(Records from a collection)

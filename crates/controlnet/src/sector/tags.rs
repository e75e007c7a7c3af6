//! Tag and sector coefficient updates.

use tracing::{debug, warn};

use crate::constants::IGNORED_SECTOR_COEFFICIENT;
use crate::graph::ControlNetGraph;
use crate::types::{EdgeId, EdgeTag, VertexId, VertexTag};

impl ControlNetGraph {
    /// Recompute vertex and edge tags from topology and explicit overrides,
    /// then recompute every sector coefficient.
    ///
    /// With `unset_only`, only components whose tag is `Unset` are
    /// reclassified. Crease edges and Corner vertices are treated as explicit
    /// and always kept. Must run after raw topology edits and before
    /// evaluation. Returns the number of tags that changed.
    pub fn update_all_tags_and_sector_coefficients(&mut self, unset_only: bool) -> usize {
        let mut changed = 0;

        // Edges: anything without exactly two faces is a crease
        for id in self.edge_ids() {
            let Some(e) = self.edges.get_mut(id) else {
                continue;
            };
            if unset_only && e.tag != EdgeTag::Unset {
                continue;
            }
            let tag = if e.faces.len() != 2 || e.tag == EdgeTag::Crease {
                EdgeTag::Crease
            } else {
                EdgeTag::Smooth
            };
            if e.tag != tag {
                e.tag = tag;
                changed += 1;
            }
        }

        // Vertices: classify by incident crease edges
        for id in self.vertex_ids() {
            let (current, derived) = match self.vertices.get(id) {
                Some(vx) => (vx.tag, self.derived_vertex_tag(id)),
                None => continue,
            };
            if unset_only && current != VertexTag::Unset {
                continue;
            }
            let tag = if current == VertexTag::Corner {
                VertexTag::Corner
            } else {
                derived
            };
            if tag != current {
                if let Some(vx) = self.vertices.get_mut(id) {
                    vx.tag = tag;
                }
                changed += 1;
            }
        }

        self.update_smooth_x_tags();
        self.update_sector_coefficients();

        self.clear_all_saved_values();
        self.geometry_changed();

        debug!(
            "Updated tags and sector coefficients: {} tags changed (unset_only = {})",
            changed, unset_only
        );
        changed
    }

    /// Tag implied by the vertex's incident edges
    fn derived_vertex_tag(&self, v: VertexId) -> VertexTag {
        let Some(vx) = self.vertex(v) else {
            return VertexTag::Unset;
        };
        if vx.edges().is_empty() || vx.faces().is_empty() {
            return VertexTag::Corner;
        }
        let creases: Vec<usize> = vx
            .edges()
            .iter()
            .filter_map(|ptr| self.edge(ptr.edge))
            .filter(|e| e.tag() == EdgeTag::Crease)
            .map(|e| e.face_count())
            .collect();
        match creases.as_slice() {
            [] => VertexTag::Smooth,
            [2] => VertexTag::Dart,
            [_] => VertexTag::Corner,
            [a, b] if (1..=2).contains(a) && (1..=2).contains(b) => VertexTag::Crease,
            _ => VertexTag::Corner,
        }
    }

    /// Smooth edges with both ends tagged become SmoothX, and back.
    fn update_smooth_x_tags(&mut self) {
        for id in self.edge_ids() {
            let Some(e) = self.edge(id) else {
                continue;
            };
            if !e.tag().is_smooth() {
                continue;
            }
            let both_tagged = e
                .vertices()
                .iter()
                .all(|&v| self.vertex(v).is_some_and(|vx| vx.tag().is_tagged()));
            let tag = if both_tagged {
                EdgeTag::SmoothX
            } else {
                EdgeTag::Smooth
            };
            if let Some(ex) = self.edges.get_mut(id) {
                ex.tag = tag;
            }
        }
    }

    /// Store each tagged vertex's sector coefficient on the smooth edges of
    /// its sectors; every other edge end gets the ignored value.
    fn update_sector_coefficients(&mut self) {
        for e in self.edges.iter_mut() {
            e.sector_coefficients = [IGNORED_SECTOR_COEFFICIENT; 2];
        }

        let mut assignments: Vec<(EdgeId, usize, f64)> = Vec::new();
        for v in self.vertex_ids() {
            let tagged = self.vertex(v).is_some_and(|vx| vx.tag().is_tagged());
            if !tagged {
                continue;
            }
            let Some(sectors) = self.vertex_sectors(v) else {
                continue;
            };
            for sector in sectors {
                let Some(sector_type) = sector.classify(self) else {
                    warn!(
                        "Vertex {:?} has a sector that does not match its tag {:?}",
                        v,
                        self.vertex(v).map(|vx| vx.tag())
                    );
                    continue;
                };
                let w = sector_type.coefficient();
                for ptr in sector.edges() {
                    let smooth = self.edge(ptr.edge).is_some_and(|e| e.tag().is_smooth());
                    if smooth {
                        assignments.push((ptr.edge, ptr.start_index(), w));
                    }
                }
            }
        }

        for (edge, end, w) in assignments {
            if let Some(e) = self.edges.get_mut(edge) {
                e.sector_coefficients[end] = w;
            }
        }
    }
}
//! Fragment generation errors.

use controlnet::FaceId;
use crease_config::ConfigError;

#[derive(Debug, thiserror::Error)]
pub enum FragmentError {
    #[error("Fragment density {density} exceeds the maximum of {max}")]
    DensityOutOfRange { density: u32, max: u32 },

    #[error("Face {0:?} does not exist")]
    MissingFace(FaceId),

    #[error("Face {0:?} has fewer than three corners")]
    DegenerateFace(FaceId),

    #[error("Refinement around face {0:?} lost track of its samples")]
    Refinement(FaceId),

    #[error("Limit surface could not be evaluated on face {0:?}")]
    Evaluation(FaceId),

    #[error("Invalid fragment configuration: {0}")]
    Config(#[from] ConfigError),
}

◆ **Work required**:
Above are the records; print exactly the lines from the line with "self.vertex(v).map(|vx| vx.tag())" to the line with "for ptr in sector.edges()", including both, and nothing else.

◆ **Result below**:
                        self.vertex(v).map(|vx| vx.tag())
                    );
                    continue;
                };
                let w = sector_type.coefficient();
                for ptr in sector.edges() {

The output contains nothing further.